I bit my tongue and refused to make the retort that was burning the inside of my mouth. If my father hadn't been standing beside her, I would have said it: “No, Mother; having dates over has always been your thing, not mine.” But the cruel reminder of her many infidelities would have hurt my Dad too much, and she had already done that enough. I never understood why he took her back after she abandoned us, but I wanted to support him in any decisions he made, so even after all these years, I kept silent.
"Welcome home, son." Dad hugged me warmly, and I returned the embrace. He was thin now, gaunt from the sick liver he'd gotten from being an alcoholic. A lot of people said I should stop trying to fix him, that it was up to him to heal himself, but I always blamed my mother. If she hadn't broken his heart all those years ago, the rest of his organs wouldn't have followed suit.
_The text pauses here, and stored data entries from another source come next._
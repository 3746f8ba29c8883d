//! Chrome DevTools Protocol client.
//!
//! One WebSocket connection to a DevTools target. Commands carry
//! auto-incrementing ids and a background reader task routes each response
//! back to its caller. The only events consumed are the `Network` ones that
//! feed [`NetworkActivity`]; everything else is dropped.

use futures_util::stream::{SplitSink, SplitStream};
use futures_util::{SinkExt, StreamExt};
use parking_lot::Mutex;
use serde::{Deserialize, Serialize};
use serde_json::Value;
use std::collections::{HashMap, HashSet};
use std::sync::atomic::{AtomicU64, Ordering};
use std::sync::Arc;
use std::time::{Duration, Instant};
use tokio::net::TcpStream;
use tokio::sync::oneshot;
use tokio::task::JoinHandle;
use tokio_tungstenite::tungstenite::Message;
use tokio_tungstenite::{MaybeTlsStream, WebSocketStream};
use tracing::{debug, info, warn};

use crate::errors::DriverError;

type WsStream = WebSocketStream<MaybeTlsStream<TcpStream>>;
type Pending = Arc<Mutex<HashMap<u64, oneshot::Sender<CdpResponse>>>>;

/// Default per-command timeout.
pub const DEFAULT_COMMAND_TIMEOUT: Duration = Duration::from_secs(30);

#[derive(Debug, Serialize)]
struct CdpCommand<'a> {
    id: u64,
    method: &'a str,
    params: Value,
}

/// Error object of a failed command.
#[derive(Debug, Clone, PartialEq, Eq, Deserialize)]
pub struct CdpResponseError {
    /// Protocol error code.
    pub code: i64,
    /// Human-readable message.
    pub message: String,
    /// Extra detail, when the browser sends any.
    pub data: Option<String>,
}

/// Reply to one command.
#[derive(Debug, Clone, PartialEq)]
pub struct CdpResponse {
    /// Id of the command this answers.
    pub id: u64,
    /// Result payload on success.
    pub result: Option<Value>,
    /// Error payload on failure.
    pub error: Option<CdpResponseError>,
}

/// A message the browser sent on its own.
#[derive(Debug, Clone, PartialEq)]
pub struct CdpEvent {
    /// Event name, e.g. `Network.requestWillBeSent`.
    pub method: String,
    /// Event parameters.
    pub params: Value,
}

/// Classified incoming message.
#[derive(Debug, Clone, PartialEq)]
pub enum CdpMessage {
    /// A command reply.
    Response(CdpResponse),
    /// An unsolicited event.
    Event(CdpEvent),
}

/// Sorts a decoded message into a reply or an event. Messages that are
/// neither yield `None`.
pub fn classify_message(json: &Value) -> Option<CdpMessage> {
    if let Some(id) = json.get("id").and_then(Value::as_u64) {
        return Some(CdpMessage::Response(CdpResponse {
            id,
            result: json.get("result").cloned(),
            error: json
                .get("error")
                .and_then(|e| serde_json::from_value(e.clone()).ok()),
        }));
    }
    let method = json.get("method")?.as_str()?.to_string();
    let params = json.get("params").cloned().unwrap_or(Value::Null);
    Some(CdpMessage::Event(CdpEvent { method, params }))
}

/// In-flight request bookkeeping for network-idle waits.
#[derive(Debug)]
pub struct NetworkActivity {
    state: Mutex<NetworkState>,
}

#[derive(Debug)]
struct NetworkState {
    inflight: HashSet<String>,
    last_change: Instant,
}

impl Default for NetworkActivity {
    fn default() -> Self {
        Self {
            state: Mutex::new(NetworkState {
                inflight: HashSet::new(),
                last_change: Instant::now(),
            }),
        }
    }
}

impl NetworkActivity {
    /// Forgets every tracked request; called when a navigation starts.
    pub fn reset(&self) {
        let mut state = self.state.lock();
        state.inflight.clear();
        state.last_change = Instant::now();
    }

    /// Updates the bookkeeping from a `Network.*` event.
    pub fn observe(&self, event: &CdpEvent) {
        let Some(request_id) = event.params.get("requestId").and_then(Value::as_str) else {
            return;
        };
        let mut state = self.state.lock();
        let changed = match event.method.as_str() {
            "Network.requestWillBeSent" => state.inflight.insert(request_id.to_string()),
            "Network.loadingFinished" | "Network.loadingFailed" => {
                state.inflight.remove(request_id)
            }
            _ => false,
        };
        if changed {
            state.last_change = Instant::now();
        }
    }

    /// Requests still waiting for a response.
    pub fn inflight(&self) -> usize {
        self.state.lock().inflight.len()
    }

    /// How long the network has been quiet, or `None` while requests are
    /// in flight.
    pub fn idle_for(&self) -> Option<Duration> {
        let state = self.state.lock();
        state.inflight.is_empty().then(|| state.last_change.elapsed())
    }
}

/// A DevTools WebSocket connection.
pub struct CdpClient {
    next_id: AtomicU64,
    pending: Pending,
    writer: tokio::sync::Mutex<SplitSink<WsStream, Message>>,
    network: Arc<NetworkActivity>,
    command_timeout: Duration,
    reader: JoinHandle<()>,
}

impl std::fmt::Debug for CdpClient {
    fn fmt(&self, f: &mut std::fmt::Formatter<'_>) -> std::fmt::Result {
        f.debug_struct("CdpClient")
            .field("next_id", &self.next_id)
            .field("command_timeout", &self.command_timeout)
            .finish_non_exhaustive()
    }
}

impl CdpClient {
    /// Connects to a DevTools WebSocket endpoint such as
    /// `ws://127.0.0.1:9222/devtools/page/<id>`.
    pub async fn connect(ws_url: &str) -> Result<Self, DriverError> {
        info!(url = ws_url, "Connecting to DevTools");
        let (stream, _) = tokio_tungstenite::connect_async(ws_url)
            .await
            .map_err(|err| DriverError::Protocol(format!("cannot connect to {ws_url}: {err}")))?;
        let (writer, reader) = stream.split();

        let pending: Pending = Arc::new(Mutex::new(HashMap::new()));
        let network = Arc::new(NetworkActivity::default());
        let reader = tokio::spawn(read_loop(reader, Arc::clone(&pending), Arc::clone(&network)));

        Ok(Self {
            next_id: AtomicU64::new(1),
            pending,
            writer: tokio::sync::Mutex::new(writer),
            network,
            command_timeout: DEFAULT_COMMAND_TIMEOUT,
            reader,
        })
    }

    /// Sets the per-command timeout.
    #[must_use]
    pub fn with_command_timeout(mut self, timeout: Duration) -> Self {
        self.command_timeout = timeout;
        self
    }

    /// Network activity seen on this connection.
    pub fn network(&self) -> &NetworkActivity {
        &self.network
    }

    /// Sends a command and waits for its result.
    pub async fn send(&self, method: &str, params: Value) -> Result<Value, DriverError> {
        let id = self.next_id.fetch_add(1, Ordering::SeqCst);
        let json = serde_json::to_string(&CdpCommand { id, method, params })
            .map_err(|err| DriverError::Protocol(format!("cannot encode {method}: {err}")))?;

        let (tx, rx) = oneshot::channel();
        self.pending.lock().insert(id, tx);

        debug!(id, method, "Sending DevTools command");
        let sent = self.writer.lock().await.send(Message::Text(json.into())).await;
        if let Err(err) = sent {
            self.pending.lock().remove(&id);
            return Err(DriverError::Protocol(format!("cannot send {method}: {err}")));
        }

        let response = match tokio::time::timeout(self.command_timeout, rx).await {
            Ok(Ok(response)) => response,
            Ok(Err(_)) => {
                return Err(DriverError::Protocol("connection closed".to_string()));
            }
            Err(_) => {
                self.pending.lock().remove(&id);
                return Err(DriverError::Protocol(format!(
                    "{method} timed out after {:?}",
                    self.command_timeout
                )));
            }
        };

        if let Some(err) = response.error {
            return Err(DriverError::Protocol(format!(
                "{method} failed ({}): {}",
                err.code, err.message
            )));
        }
        Ok(response.result.unwrap_or(Value::Null))
    }

    /// Enables a protocol domain such as `Page` or `Network`.
    pub async fn enable(&self, domain: &str) -> Result<(), DriverError> {
        self.send(&format!("{domain}.enable"), serde_json::json!({}))
            .await
            .map(|_| ())
    }
}

impl Drop for CdpClient {
    fn drop(&mut self) {
        self.reader.abort();
    }
}

async fn read_loop(mut reader: SplitStream<WsStream>, pending: Pending, network: Arc<NetworkActivity>) {
    while let Some(message) = reader.next().await {
        let text = match message {
            Ok(Message::Text(text)) => text.to_string(),
            Ok(Message::Binary(bytes)) => match String::from_utf8(bytes.to_vec()) {
                Ok(text) => text,
                Err(_) => continue,
            },
            Ok(Message::Close(_)) => {
                info!("DevTools connection closed by the browser");
                break;
            }
            Ok(_) => continue,
            Err(err) => {
                warn!(error = %err, "DevTools read failed, stopping reader");
                break;
            }
        };

        let json: Value = match serde_json::from_str(&text) {
            Ok(json) => json,
            Err(err) => {
                warn!(error = %err, "Ignoring malformed DevTools message");
                continue;
            }
        };

        match classify_message(&json) {
            Some(CdpMessage::Response(response)) => {
                if let Some(tx) = pending.lock().remove(&response.id) {
                    let _ = tx.send(response);
                }
            }
            Some(CdpMessage::Event(event)) if event.method.starts_with("Network.") => {
                network.observe(&event);
            }
            _ => {}
        }
    }

    // Dropping the senders wakes every waiter with a closed-channel error.
    pending.lock().clear();
}

#[cfg(test)]
mod tests {
    use super::*;
    use pretty_assertions::assert_eq;

    fn event(method: &str, request_id: &str) -> CdpEvent {
        CdpEvent {
            method: method.to_string(),
            params: serde_json::json!({ "requestId": request_id }),
        }
    }

    #[test]
    fn test_classify_response() {
        let json = serde_json::json!({"id": 3, "result": {"frameId": "F1"}});
        match classify_message(&json) {
            Some(CdpMessage::Response(response)) => {
                assert_eq!(response.id, 3);
                assert_eq!(response.result, Some(serde_json::json!({"frameId": "F1"})));
                assert_eq!(response.error, None);
            }
            other => panic!("unexpected message {other:?}"),
        }
    }

    #[test]
    fn test_classify_error_response() {
        let json = serde_json::json!({
            "id": 4,
            "error": {"code": -32000, "message": "Cannot navigate to invalid URL"}
        });
        let Some(CdpMessage::Response(response)) = classify_message(&json) else {
            panic!("expected a response");
        };
        let error = response.error.unwrap();
        assert_eq!(error.code, -32000);
        assert_eq!(error.data, None);
    }

    #[test]
    fn test_classify_event_and_noise() {
        let json = serde_json::json!({"method": "Page.loadEventFired"});
        assert_eq!(
            classify_message(&json),
            Some(CdpMessage::Event(CdpEvent {
                method: "Page.loadEventFired".to_string(),
                params: Value::Null,
            }))
        );
        assert_eq!(classify_message(&serde_json::json!({"params": {}})), None);
    }

    #[test]
    fn test_command_encoding() {
        let command = CdpCommand {
            id: 7,
            method: "Runtime.evaluate",
            params: serde_json::json!({"expression": "1 + 1"}),
        };
        let json = serde_json::to_value(&command).unwrap();
        assert_eq!(json["id"], 7);
        assert_eq!(json["method"], "Runtime.evaluate");
        assert_eq!(json["params"]["expression"], "1 + 1");
    }

    #[test]
    fn test_network_activity_tracks_requests() {
        let network = NetworkActivity::default();
        assert!(network.idle_for().is_some());

        network.observe(&event("Network.requestWillBeSent", "r1"));
        network.observe(&event("Network.requestWillBeSent", "r2"));
        // Redirects resend the same id.
        network.observe(&event("Network.requestWillBeSent", "r1"));
        assert_eq!(network.inflight(), 2);
        assert_eq!(network.idle_for(), None);

        network.observe(&event("Network.loadingFinished", "r1"));
        network.observe(&event("Network.loadingFailed", "r2"));
        assert_eq!(network.inflight(), 0);
        assert!(network.idle_for().is_some());
    }

    #[test]
    fn test_network_reset_and_unrelated_events() {
        let network = NetworkActivity::default();
        network.observe(&event("Network.requestWillBeSent", "r1"));
        network.observe(&event("Network.dataReceived", "r1"));
        assert_eq!(network.inflight(), 1);

        network.reset();
        assert_eq!(network.inflight(), 0);
    }
}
Now he had liver damage, just one kidney, and his eyes were failing him. Soon, I'd have to pay for him to have around the clock care, and Mom would be free to have her lovers over in broad daylight without him even knowing. It was just another reminder why I was determined to stay single: marriage killed, it was a plain and simple fact. I was never going to let a woman have my heart and destroy me like my father had let my mother do—even someone as mesmerizing as Kayla Brandt.
"Dinner is ready. We were wondering if we should start without you, since you're late again as usual," my mother chided as we entered the dining room of the house I bought for them and sat down at the elegantly laid table.
"Sorry, I had a problem at work that required my attention."
Mother looked vaguely concerned as the maid served our plates. "Nothing wrong with the new motorcycle line, I hope. What are you calling it? U.S.A?"
"The All-American." My father knew the answer. He and I were still very close and talked almost every day. He was my sounding board for any major decisions I made on the bikes. He was the one who originally taught me how to ride, which is how I got assigned to the motorcycle division at Krueger to begin with.
Shaking my head, I said to them, "No, the new line of the All-American is perfect. We've already got a hundred thousand coming off the factory lines and ready to be sent to the dealers. This had to do with marketing. We're going to feature it on the cover of next month's Speed Magazine, and I want the perfect model to showcase the bike and give readers that all-American feeling I want them to have when they see it. It's the image of the whole line, and very important. So, any little hiccup and I need to give
it my full attention."
"So what was the hiccup?" Mother's keen intuition sensed it involved something more than just accounting figures or scheduling conflicts.